> **What to work on**:
Report each line from the records where the string "Unified" turns up.

> **Supplied entries**:
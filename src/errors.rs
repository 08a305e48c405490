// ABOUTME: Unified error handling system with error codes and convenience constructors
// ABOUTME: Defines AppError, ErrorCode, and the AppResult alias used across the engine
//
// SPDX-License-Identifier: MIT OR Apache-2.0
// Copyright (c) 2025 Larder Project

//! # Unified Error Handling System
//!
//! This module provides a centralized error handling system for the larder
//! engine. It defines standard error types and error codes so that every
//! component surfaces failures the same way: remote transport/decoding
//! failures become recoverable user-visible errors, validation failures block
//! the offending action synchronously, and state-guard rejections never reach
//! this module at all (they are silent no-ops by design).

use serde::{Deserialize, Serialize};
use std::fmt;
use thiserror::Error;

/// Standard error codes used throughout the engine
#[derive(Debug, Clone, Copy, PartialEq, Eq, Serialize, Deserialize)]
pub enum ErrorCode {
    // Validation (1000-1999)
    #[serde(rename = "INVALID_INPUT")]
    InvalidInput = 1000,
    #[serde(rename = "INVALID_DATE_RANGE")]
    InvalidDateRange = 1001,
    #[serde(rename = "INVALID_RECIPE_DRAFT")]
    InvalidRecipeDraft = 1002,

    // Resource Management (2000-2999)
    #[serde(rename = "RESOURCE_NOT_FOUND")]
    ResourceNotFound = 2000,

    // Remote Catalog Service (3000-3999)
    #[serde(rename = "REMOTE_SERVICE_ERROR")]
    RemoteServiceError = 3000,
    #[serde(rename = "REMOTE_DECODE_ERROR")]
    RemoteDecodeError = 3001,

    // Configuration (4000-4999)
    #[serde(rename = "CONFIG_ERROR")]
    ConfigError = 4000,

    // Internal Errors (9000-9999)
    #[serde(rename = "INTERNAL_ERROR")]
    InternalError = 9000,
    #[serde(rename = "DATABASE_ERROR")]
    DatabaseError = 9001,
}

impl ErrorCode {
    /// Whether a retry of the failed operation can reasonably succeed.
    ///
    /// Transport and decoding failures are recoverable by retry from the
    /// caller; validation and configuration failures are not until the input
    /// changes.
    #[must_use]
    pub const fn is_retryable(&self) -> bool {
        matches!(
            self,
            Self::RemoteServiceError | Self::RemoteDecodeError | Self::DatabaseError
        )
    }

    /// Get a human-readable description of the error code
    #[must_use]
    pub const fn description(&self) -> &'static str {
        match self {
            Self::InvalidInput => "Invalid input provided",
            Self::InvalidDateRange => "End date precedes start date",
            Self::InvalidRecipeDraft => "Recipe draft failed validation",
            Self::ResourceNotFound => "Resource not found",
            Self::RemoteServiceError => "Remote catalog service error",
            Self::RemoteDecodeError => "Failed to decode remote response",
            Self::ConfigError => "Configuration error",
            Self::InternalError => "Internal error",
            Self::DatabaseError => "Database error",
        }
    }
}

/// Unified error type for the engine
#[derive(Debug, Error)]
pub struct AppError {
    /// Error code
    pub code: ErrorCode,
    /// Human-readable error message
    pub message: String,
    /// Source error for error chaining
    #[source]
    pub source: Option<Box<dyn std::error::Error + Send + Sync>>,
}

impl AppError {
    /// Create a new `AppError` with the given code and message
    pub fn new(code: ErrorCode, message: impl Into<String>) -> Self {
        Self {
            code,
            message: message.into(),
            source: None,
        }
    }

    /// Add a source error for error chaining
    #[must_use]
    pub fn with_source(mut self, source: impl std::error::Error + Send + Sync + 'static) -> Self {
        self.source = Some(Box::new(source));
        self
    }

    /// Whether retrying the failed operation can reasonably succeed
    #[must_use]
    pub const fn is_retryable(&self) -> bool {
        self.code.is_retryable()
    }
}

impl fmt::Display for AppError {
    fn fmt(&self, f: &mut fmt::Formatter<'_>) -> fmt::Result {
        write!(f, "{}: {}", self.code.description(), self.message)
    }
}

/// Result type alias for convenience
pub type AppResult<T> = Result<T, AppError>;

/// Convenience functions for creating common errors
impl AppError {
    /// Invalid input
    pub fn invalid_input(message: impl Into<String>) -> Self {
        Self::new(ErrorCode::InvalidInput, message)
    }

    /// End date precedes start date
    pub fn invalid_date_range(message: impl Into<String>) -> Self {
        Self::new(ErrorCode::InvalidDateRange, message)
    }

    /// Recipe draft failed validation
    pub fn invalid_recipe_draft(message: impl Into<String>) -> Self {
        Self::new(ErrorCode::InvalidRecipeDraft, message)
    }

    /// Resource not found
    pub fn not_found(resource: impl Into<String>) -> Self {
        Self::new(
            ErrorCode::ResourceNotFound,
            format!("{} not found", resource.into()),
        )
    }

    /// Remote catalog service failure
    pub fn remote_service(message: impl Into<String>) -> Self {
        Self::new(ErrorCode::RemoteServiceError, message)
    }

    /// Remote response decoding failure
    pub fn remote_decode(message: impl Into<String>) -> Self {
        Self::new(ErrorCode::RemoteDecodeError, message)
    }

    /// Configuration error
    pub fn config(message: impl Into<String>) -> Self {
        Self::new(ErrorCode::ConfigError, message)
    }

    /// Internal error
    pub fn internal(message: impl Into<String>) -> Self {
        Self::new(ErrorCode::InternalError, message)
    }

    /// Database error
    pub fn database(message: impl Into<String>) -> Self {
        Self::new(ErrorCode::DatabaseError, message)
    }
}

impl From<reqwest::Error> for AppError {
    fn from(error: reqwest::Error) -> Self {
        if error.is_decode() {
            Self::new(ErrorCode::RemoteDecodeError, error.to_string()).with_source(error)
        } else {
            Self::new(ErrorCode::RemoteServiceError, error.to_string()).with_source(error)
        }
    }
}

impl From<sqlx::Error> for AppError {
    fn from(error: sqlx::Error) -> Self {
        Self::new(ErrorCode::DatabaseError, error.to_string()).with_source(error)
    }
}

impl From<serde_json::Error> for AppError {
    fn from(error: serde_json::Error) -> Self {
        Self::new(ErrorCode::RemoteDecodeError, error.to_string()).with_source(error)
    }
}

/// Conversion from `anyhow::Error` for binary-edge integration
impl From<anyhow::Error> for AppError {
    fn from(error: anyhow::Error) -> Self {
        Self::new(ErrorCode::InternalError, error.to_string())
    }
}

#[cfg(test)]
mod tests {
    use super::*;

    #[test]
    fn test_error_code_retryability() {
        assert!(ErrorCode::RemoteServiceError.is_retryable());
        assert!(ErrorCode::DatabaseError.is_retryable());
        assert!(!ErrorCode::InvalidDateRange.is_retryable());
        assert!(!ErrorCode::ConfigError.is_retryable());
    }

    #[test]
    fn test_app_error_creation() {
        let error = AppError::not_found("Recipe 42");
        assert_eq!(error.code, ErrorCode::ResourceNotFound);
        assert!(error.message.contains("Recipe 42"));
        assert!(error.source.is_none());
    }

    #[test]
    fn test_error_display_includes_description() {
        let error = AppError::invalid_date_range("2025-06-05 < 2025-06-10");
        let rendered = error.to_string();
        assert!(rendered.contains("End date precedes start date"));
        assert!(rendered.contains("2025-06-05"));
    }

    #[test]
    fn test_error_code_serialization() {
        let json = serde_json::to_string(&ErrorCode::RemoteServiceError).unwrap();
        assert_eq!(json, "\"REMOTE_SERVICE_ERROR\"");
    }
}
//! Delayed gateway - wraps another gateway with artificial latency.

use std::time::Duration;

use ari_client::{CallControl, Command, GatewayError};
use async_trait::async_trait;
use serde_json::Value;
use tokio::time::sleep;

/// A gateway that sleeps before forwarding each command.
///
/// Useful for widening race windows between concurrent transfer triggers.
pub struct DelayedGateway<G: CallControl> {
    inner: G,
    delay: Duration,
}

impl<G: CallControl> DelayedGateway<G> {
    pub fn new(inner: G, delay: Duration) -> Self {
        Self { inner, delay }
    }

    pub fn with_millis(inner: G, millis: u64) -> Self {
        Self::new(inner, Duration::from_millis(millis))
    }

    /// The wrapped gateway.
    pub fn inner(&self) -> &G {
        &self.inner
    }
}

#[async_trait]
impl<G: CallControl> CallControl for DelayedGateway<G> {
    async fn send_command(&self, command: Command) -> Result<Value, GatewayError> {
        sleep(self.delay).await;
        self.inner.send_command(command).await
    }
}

> **Answer to this exercise**:
// ABOUTME: Unified error handling system with error codes and convenience constructors
//! # Unified Error Handling System
/// Unified error type for the engine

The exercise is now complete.